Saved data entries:
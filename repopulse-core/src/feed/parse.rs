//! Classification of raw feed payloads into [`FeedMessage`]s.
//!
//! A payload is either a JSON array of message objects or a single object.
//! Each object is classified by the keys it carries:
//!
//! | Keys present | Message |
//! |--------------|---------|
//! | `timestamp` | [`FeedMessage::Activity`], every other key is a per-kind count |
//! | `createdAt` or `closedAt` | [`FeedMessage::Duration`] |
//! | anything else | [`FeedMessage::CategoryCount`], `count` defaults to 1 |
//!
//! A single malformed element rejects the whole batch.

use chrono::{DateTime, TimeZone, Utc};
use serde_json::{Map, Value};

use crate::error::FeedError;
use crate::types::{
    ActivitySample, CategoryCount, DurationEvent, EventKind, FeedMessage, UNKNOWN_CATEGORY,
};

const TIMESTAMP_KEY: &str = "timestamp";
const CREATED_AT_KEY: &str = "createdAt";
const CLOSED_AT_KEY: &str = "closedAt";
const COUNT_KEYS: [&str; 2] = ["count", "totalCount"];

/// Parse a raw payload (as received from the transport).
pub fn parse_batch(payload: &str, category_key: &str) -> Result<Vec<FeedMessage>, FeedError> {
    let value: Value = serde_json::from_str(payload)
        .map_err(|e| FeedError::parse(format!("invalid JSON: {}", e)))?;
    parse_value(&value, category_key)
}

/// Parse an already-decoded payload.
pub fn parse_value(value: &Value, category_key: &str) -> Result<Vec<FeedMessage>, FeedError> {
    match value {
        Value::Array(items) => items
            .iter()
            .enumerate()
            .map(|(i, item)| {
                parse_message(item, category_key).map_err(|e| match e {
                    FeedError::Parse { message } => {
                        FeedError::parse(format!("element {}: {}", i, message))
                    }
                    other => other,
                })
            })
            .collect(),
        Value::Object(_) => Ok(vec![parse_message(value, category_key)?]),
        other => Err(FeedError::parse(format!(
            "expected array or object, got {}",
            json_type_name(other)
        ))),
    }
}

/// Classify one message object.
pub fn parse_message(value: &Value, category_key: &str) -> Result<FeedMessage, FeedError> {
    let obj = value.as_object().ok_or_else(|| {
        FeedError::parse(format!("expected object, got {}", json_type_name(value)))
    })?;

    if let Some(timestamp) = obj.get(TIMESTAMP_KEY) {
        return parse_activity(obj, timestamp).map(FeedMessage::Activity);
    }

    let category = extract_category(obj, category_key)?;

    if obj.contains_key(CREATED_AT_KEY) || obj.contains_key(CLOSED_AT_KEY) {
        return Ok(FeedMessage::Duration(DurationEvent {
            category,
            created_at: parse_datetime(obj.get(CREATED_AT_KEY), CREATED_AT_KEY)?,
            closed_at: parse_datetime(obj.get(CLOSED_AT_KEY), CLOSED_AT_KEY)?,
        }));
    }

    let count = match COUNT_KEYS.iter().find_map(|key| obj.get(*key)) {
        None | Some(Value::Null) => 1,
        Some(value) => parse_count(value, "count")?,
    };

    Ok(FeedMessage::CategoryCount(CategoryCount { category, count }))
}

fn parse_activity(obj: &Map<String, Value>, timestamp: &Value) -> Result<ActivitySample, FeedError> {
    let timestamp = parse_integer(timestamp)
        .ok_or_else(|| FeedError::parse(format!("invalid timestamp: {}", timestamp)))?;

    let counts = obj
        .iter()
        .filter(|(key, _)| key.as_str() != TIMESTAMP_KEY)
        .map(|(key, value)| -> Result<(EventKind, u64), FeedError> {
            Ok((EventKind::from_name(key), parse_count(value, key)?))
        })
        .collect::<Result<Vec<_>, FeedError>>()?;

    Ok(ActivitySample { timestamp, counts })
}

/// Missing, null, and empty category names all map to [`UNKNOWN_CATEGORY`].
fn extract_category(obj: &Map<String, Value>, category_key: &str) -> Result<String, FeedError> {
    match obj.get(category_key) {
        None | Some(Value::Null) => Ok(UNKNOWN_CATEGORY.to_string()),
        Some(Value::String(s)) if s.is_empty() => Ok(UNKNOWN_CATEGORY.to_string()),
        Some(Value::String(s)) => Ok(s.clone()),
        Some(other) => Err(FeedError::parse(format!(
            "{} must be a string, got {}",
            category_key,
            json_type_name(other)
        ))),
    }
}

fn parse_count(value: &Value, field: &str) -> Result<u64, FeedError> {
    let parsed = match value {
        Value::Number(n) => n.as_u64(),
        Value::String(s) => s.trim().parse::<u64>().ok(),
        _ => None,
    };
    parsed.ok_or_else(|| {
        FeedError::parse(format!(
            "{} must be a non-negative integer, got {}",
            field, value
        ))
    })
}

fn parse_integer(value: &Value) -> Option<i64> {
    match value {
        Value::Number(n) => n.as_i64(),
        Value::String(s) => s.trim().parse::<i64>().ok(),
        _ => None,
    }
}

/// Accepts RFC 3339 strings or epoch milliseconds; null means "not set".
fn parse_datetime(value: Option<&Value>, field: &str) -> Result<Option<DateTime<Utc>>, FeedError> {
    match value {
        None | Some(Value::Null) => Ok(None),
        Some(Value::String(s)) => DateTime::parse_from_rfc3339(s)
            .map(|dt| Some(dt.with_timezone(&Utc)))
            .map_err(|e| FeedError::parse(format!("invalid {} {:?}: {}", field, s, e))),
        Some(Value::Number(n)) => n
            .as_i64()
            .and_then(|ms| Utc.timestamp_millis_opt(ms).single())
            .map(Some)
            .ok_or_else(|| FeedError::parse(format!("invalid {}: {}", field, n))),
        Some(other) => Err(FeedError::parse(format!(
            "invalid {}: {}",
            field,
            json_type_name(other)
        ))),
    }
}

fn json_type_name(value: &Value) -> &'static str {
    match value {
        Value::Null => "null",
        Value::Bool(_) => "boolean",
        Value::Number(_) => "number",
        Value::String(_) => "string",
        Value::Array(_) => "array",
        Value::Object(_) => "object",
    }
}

▶ YOUR ASSIGNMENT
Type out every record above once more, exactly.

▶ ANSWER TO THIS EXERCISE
filename repopulse-core/src/feed/parse.rs
//! Classification of raw feed payloads into [`FeedMessage`]s.
//!
//! A payload is either a JSON array of message objects or a single object.
//! Each object is classified by the keys it carries:
//!
//! | Keys present | Message |
//! |--------------|---------|
//! | `timestamp` | [`FeedMessage::Activity`], every other key is a per-kind count |
//! | `createdAt` or `closedAt` | [`FeedMessage::Duration`] |
//! | anything else | [`FeedMessage::CategoryCount`], `count` defaults to 1 |
//!
//! A single malformed element rejects the whole batch.

use chrono::{DateTime, TimeZone, Utc};
use serde_json::{Map, Value};

use crate::error::FeedError;
use crate::types::{
    ActivitySample, CategoryCount, DurationEvent, EventKind, FeedMessage, UNKNOWN_CATEGORY,
};

const TIMESTAMP_KEY: &str = "timestamp";
const CREATED_AT_KEY: &str = "createdAt";
const CLOSED_AT_KEY: &str = "closedAt";
const COUNT_KEYS: [&str; 2] = ["count", "totalCount"];

/// Parse a raw payload (as received from the transport).
pub fn parse_batch(payload: &str, category_key: &str) -> Result<Vec<FeedMessage>, FeedError> {
    let value: Value = serde_json::from_str(payload)
        .map_err(|e| FeedError::parse(format!("invalid JSON: {}", e)))?;
    parse_value(&value, category_key)
}

/// Parse an already-decoded payload.
pub fn parse_value(value: &Value, category_key: &str) -> Result<Vec<FeedMessage>, FeedError> {
    match value {
        Value::Array(items) => items
            .iter()
            .enumerate()
            .map(|(i, item)| {
                parse_message(item, category_key).map_err(|e| match e {
                    FeedError::Parse { message } => {
                        FeedError::parse(format!("element {}: {}", i, message))
                    }
                    other => other,
                })
            })
            .collect(),
        Value::Object(_) => Ok(vec![parse_message(value, category_key)?]),
        other => Err(FeedError::parse(format!(
            "expected array or object, got {}",
            json_type_name(other)
        ))),
    }
}

/// Classify one message object.
pub fn parse_message(value: &Value, category_key: &str) -> Result<FeedMessage, FeedError> {
    let obj = value.as_object().ok_or_else(|| {
        FeedError::parse(format!("expected object, got {}", json_type_name(value)))
    })?;

    if let Some(timestamp) = obj.get(TIMESTAMP_KEY) {
        return parse_activity(obj, timestamp).map(FeedMessage::Activity);
    }

    let category = extract_category(obj, category_key)?;

    if obj.contains_key(CREATED_AT_KEY) || obj.contains_key(CLOSED_AT_KEY) {
        return Ok(FeedMessage::Duration(DurationEvent {
            category,
            created_at: parse_datetime(obj.get(CREATED_AT_KEY), CREATED_AT_KEY)?,
            closed_at: parse_datetime(obj.get(CLOSED_AT_KEY), CLOSED_AT_KEY)?,
        }));
    }

    let count = match COUNT_KEYS.iter().find_map(|key| obj.get(*key)) {
        None | Some(Value::Null) => 1,
        Some(value) => parse_count(value, "count")?,
    };

    Ok(FeedMessage::CategoryCount(CategoryCount { category, count }))
}

fn parse_activity(obj: &Map<String, Value>, timestamp: &Value) -> Result<ActivitySample, FeedError> {
    let timestamp = parse_integer(timestamp)
        .ok_or_else(|| FeedError::parse(format!("invalid timestamp: {}", timestamp)))?;

    let counts = obj
        .iter()
        .filter(|(key, _)| key.as_str() != TIMESTAMP_KEY)
        .map(|(key, value)| -> Result<(EventKind, u64), FeedError> {
            Ok((EventKind::from_name(key), parse_count(value, key)?))
        })
        .collect::<Result<Vec<_>, FeedError>>()?;

    Ok(ActivitySample { timestamp, counts })
}

/// Missing, null, and empty category names all map to [`UNKNOWN_CATEGORY`].
fn extract_category(obj: &Map<String, Value>, category_key: &str) -> Result<String, FeedError> {
    match obj.get(category_key) {
        None | Some(Value::Null) => Ok(UNKNOWN_CATEGORY.to_string()),
        Some(Value::String(s)) if s.is_empty() => Ok(UNKNOWN_CATEGORY.to_string()),
        Some(Value::String(s)) => Ok(s.clone()),
        Some(other) => Err(FeedError::parse(format!(
            "{} must be a string, got {}",
            category_key,
            json_type_name(other)
        ))),
    }
}

fn parse_count(value: &Value, field: &str) -> Result<u64, FeedError> {
    let parsed = match value {
        Value::Number(n) => n.as_u64(),
        Value::String(s) => s.trim().parse::<u64>().ok(),
        _ => None,
    };
    parsed.ok_or_else(|| {
        FeedError::parse(format!(
            "{} must be a non-negative integer, got {}",
            field, value
        ))
    })
}

fn parse_integer(value: &Value) -> Option<i64> {
    match value {
        Value::Number(n) => n.as_i64(),
        Value::String(s) => s.trim().parse::<i64>().ok(),
        _ => None,
    }
}

/// Accepts RFC 3339 strings or epoch milliseconds; null means "not set".
fn parse_datetime(value: Option<&Value>, field: &str) -> Result<Option<DateTime<Utc>>, FeedError> {
    match value {
        None | Some(Value::Null) => Ok(None),
        Some(Value::String(s)) => DateTime::parse_from_rfc3339(s)
            .map(|dt| Some(dt.with_timezone(&Utc)))
            .map_err(|e| FeedError::parse(format!("invalid {} {:?}: {}", field, s, e))),
        Some(Value::Number(n)) => n
            .as_i64()
            .and_then(|ms| Utc.timestamp_millis_opt(ms).single())
            .map(Some)
            .ok_or_else(|| FeedError::parse(format!("invalid {}: {}", field, n))),
        Some(other) => Err(FeedError::parse(format!(
            "invalid {}: {}",
            field,
            json_type_name(other)
        ))),
    }
}

fn json_type_name(value: &Value) -> &'static str {
    match value {
        Value::Null => "null",
        Value::Bool(_) => "boolean",
        Value::Number(_) => "number",
        Value::String(_) => "string",
        Value::Array(_) => "array",
        Value::Object(_) => "object",
    }
}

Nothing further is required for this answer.